*** Block opens ***

impl<F: Fetch> TrustChainResolver<F> {
    pub fn new(fetcher: F, config: ResolverConfig) -> Self {
        Self {
            fetcher,
            config,
            clock: Arc::new(SystemClock),
            cancellation: CancellationToken::new(),
        }
    }

    /// Overrides the time source used for statement lifetimes.
    pub fn with_clock(mut self, clock: Arc<dyn Clock>) -> Self {
        self.clock = clock;
        self
    }

    /// A token that cancels this resolver's in-progress resolutions.
    ///
    /// Cancellation is cooperative: it is observed between nodes and before
    /// fetches, and a cancelled resolution returns [`ResolveError::Cancelled`]
    /// without partial results.
    pub fn cancellation_token(&self) -> CancellationToken {
        self.cancellation.clone()
    }

    /// Resolves the configured subject up to the trust anchor.
    ///
    /// On success the returned [`TrustChain`] carries the composed metadata
    /// and a future expiration. On failure the error's
    /// [`ResolveError::kind`] names the primary cause; per-hop diagnostics
    /// are emitted as log records during discovery.
    pub async fn resolve(&self) -> Result<TrustChain, ResolveError> {
        self.config.validate()?;

        match self.config.deadline {
            Some(deadline) => tokio::time::timeout(deadline, self.resolve_inner())
                .await
                .map_err(|_| ResolveError::DeadlineExceeded)?,
            None => self.resolve_inner().await,
        }
    }

    async fn resolve_inner(&self) -> Result<TrustChain, ResolveError> {
        let anchor = self.resolve_anchor().await?;
        let max_path_len = path_length_bound(&anchor);
        info!(
            subject = %self.config.subject,
            anchor = anchor.sub(),
            max_path_len,
            "starting trust chain resolution"
        );

        let subject = self.resolve_subject().await?;
        if !self.config.required_trust_marks.is_empty() {
            TrustMarkValidator::new(&self.fetcher)
                .with_clock_skew(self.config.clock_skew_secs)
                .validate(&subject, &self.config.required_trust_marks, self.clock.as_ref())
                .await?;
        }

        let tree = self.discover(subject, &anchor, max_path_len).await?;
        let path = select_path(&tree, anchor.sub()).ok_or_else(|| ResolveError::MetadataDiscovery {
            subject: self.config.subject.clone(),
            reason: format!("no validated path to {} within {max_path_len} hops", anchor.sub()),
        })?;

        let final_metadata = compose_metadata(&path, self.config.metadata_type)?;

        let exp = path
            .iter()
            .map(|node| node.entity_configuration.exp())
            .min()
            .expect("a selected trust path is never empty");
        if exp <= self.clock.now() {
            return Err(ResolveError::Expired { exp });
        }

        info!(
            subject = %self.config.subject,
            anchor = anchor.sub(),
            path_len = path.len(),
            exp,
            "trust chain resolved"
        );

        Ok(TrustChain {
            subject: path[0].sub().to_string(),
            anchor: anchor.sub().to_string(),
            metadata_type: self.config.metadata_type,
            trust_path: path,
            final_metadata,
            exp,
            is_valid: true,
        })
    }

    async fn resolve_anchor(&self) -> Result<EntityConfiguration, ResolveError> {
        let resolved = match &self.config.trust_anchor {
            TrustAnchor::Configuration(configuration) if configuration.is_valid() => Ok((**configuration).clone()),
            TrustAnchor::Configuration(configuration) => {
                let mut configuration = (**configuration).clone();
                configuration
                    .validate_by_itself(self.clock.as_ref(), self.config.clock_skew_secs)
                    .map(|()| configuration)
                    .map_err(OperationError::from)
            }
            TrustAnchor::Url(url) => {
                operations::fetch_entity_configuration(
                    &self.fetcher,
                    url,
                    self.clock.as_ref(),
                    self.config.clock_skew_secs,
                )
                .await
            }
        };

        resolved.map_err(|e| ResolveError::TrustAnchorNeeded { reason: e.to_string() })
    }

    async fn resolve_subject(&self) -> Result<EntityConfiguration, ResolveError> {
        operations::fetch_entity_configuration(
            &self.fetcher,
            &self.config.subject,
            self.clock.as_ref(),
            self.config.clock_skew_secs,
        )
        .await
        .map_err(lift)
    }

    /// Builds the discovery tree, level by level, up to `max_path_len`
    /// edges.
    async fn discover(
        &self,
        subject: EntityConfiguration,
        anchor: &EntityConfiguration,
        max_path_len: usize,
    ) -> Result<Vec<Vec<VerifiedNode>>, ResolveError> {
        // The anchor is the one superior whose configuration is already
        // known; hints naming it are served from here instead of the
        // network.
        let mut superiors_hints = HashMap::new();
        superiors_hints.insert(anchor.sub().to_string(), anchor.clone());

        let mut tree = vec![vec![VerifiedNode::new(subject)]];
        let mut visited: HashSet<String> = HashSet::new();

        while tree.len() - 1 < max_path_len {
            if self.cancellation.is_cancelled() {
                return Err(ResolveError::Cancelled);
            }

            let depth = tree.len() - 1;
            let mut level = std::mem::take(&mut tree[depth]);
            let mut next: Vec<VerifiedNode> = Vec::new();

            for node in level.iter_mut() {
                if !visited.insert(node.sub().trim_end_matches('/').to_string()) {
                    debug!(sub = node.sub(), depth, "discovery loop detected, node already expanded");
                    continue;
                }

                let superiors = operations::get_superiors(
                    &self.fetcher,
                    &node.entity_configuration,
                    self.config.max_authority_hints,
                    &superiors_hints,
                    self.clock.as_ref(),
                    self.config.clock_skew_secs,
                    &self.cancellation,
                )
                .await
                .map_err(lift)?;

                let attested = operations::validate_by_superiors(
                    &self.fetcher,
                    node,
                    &superiors,
                    self.clock.as_ref(),
                    self.config.clock_skew_secs,
                    &self.cancellation,
                )
                .await
                .map_err(lift)?;

                for superior in attested {
                    if !next.iter().any(|candidate| same_entity(candidate.sub(), superior.sub())) {
                        next.push(VerifiedNode::new(superior));
                    }
                }
            }

            tree[depth] = level;
            if next.is_empty() {
                break;
            }
            debug!(depth = depth + 1, nodes = next.len(), "discovery level complete");
            tree.push(next);
        }

        Ok(tree)
    }
}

*** Block closes ***

In full and without changes, give the data above once more.

REPLY |
impl<F: Fetch> TrustChainResolver<F> {
    pub fn new(fetcher: F, config: ResolverConfig) -> Self {
        Self {
            fetcher,
            config,
            clock: Arc::new(SystemClock),
            cancellation: CancellationToken::new(),
        }
    }

    /// Overrides the time source used for statement lifetimes.
    pub fn with_clock(mut self, clock: Arc<dyn Clock>) -> Self {
        self.clock = clock;
        self
    }

    /// A token that cancels this resolver's in-progress resolutions.
    ///
    /// Cancellation is cooperative: it is observed between nodes and before
    /// fetches, and a cancelled resolution returns [`ResolveError::Cancelled`]
    /// without partial results.
    pub fn cancellation_token(&self) -> CancellationToken {
        self.cancellation.clone()
    }

    /// Resolves the configured subject up to the trust anchor.
    ///
    /// On success the returned [`TrustChain`] carries the composed metadata
    /// and a future expiration. On failure the error's
    /// [`ResolveError::kind`] names the primary cause; per-hop diagnostics
    /// are emitted as log records during discovery.
    pub async fn resolve(&self) -> Result<TrustChain, ResolveError> {
        self.config.validate()?;

        match self.config.deadline {
            Some(deadline) => tokio::time::timeout(deadline, self.resolve_inner())
                .await
                .map_err(|_| ResolveError::DeadlineExceeded)?,
            None => self.resolve_inner().await,
        }
    }

    async fn resolve_inner(&self) -> Result<TrustChain, ResolveError> {
        let anchor = self.resolve_anchor().await?;
        let max_path_len = path_length_bound(&anchor);
        info!(
            subject = %self.config.subject,
            anchor = anchor.sub(),
            max_path_len,
            "starting trust chain resolution"
        );

        let subject = self.resolve_subject().await?;
        if !self.config.required_trust_marks.is_empty() {
            TrustMarkValidator::new(&self.fetcher)
                .with_clock_skew(self.config.clock_skew_secs)
                .validate(&subject, &self.config.required_trust_marks, self.clock.as_ref())
                .await?;
        }

        let tree = self.discover(subject, &anchor, max_path_len).await?;
        let path = select_path(&tree, anchor.sub()).ok_or_else(|| ResolveError::MetadataDiscovery {
            subject: self.config.subject.clone(),
            reason: format!("no validated path to {} within {max_path_len} hops", anchor.sub()),
        })?;

        let final_metadata = compose_metadata(&path, self.config.metadata_type)?;

        let exp = path
            .iter()
            .map(|node| node.entity_configuration.exp())
            .min()
            .expect("a selected trust path is never empty");
        if exp <= self.clock.now() {
            return Err(ResolveError::Expired { exp });
        }

        info!(
            subject = %self.config.subject,
            anchor = anchor.sub(),
            path_len = path.len(),
            exp,
            "trust chain resolved"
        );

        Ok(TrustChain {
            subject: path[0].sub().to_string(),
            anchor: anchor.sub().to_string(),
            metadata_type: self.config.metadata_type,
            trust_path: path,
            final_metadata,
            exp,
            is_valid: true,
        })
    }

    async fn resolve_anchor(&self) -> Result<EntityConfiguration, ResolveError> {
        let resolved = match &self.config.trust_anchor {
            TrustAnchor::Configuration(configuration) if configuration.is_valid() => Ok((**configuration).clone()),
            TrustAnchor::Configuration(configuration) => {
                let mut configuration = (**configuration).clone();
                configuration
                    .validate_by_itself(self.clock.as_ref(), self.config.clock_skew_secs)
                    .map(|()| configuration)
                    .map_err(OperationError::from)
            }
            TrustAnchor::Url(url) => {
                operations::fetch_entity_configuration(
                    &self.fetcher,
                    url,
                    self.clock.as_ref(),
                    self.config.clock_skew_secs,
                )
                .await
            }
        };

        resolved.map_err(|e| ResolveError::TrustAnchorNeeded { reason: e.to_string() })
    }

    async fn resolve_subject(&self) -> Result<EntityConfiguration, ResolveError> {
        operations::fetch_entity_configuration(
            &self.fetcher,
            &self.config.subject,
            self.clock.as_ref(),
            self.config.clock_skew_secs,
        )
        .await
        .map_err(lift)
    }

    /// Builds the discovery tree, level by level, up to `max_path_len`
    /// edges.
    async fn discover(
        &self,
        subject: EntityConfiguration,
        anchor: &EntityConfiguration,
        max_path_len: usize,
    ) -> Result<Vec<Vec<VerifiedNode>>, ResolveError> {
        // The anchor is the one superior whose configuration is already
        // known; hints naming it are served from here instead of the
        // network.
        let mut superiors_hints = HashMap::new();
        superiors_hints.insert(anchor.sub().to_string(), anchor.clone());

        let mut tree = vec![vec![VerifiedNode::new(subject)]];
        let mut visited: HashSet<String> = HashSet::new();

        while tree.len() - 1 < max_path_len {
            if self.cancellation.is_cancelled() {
                return Err(ResolveError::Cancelled);
            }

            let depth = tree.len() - 1;
            let mut level = std::mem::take(&mut tree[depth]);
            let mut next: Vec<VerifiedNode> = Vec::new();

            for node in level.iter_mut() {
                if !visited.insert(node.sub().trim_end_matches('/').to_string()) {
                    debug!(sub = node.sub(), depth, "discovery loop detected, node already expanded");
                    continue;
                }

                let superiors = operations::get_superiors(
                    &self.fetcher,
                    &node.entity_configuration,
                    self.config.max_authority_hints,
                    &superiors_hints,
                    self.clock.as_ref(),
                    self.config.clock_skew_secs,
                    &self.cancellation,
                )
                .await
                .map_err(lift)?;

                let attested = operations::validate_by_superiors(
                    &self.fetcher,
                    node,
                    &superiors,
                    self.clock.as_ref(),
                    self.config.clock_skew_secs,
                    &self.cancellation,
                )
                .await
                .map_err(lift)?;

                for superior in attested {
                    if !next.iter().any(|candidate| same_entity(candidate.sub(), superior.sub())) {
                        next.push(VerifiedNode::new(superior));
                    }
                }
            }

            tree[depth] = level;
            if next.is_empty() {
                break;
            }
            debug!(depth = depth + 1, nodes = next.len(), "discovery level complete");
            tree.push(next);
        }

        Ok(tree)
    }
}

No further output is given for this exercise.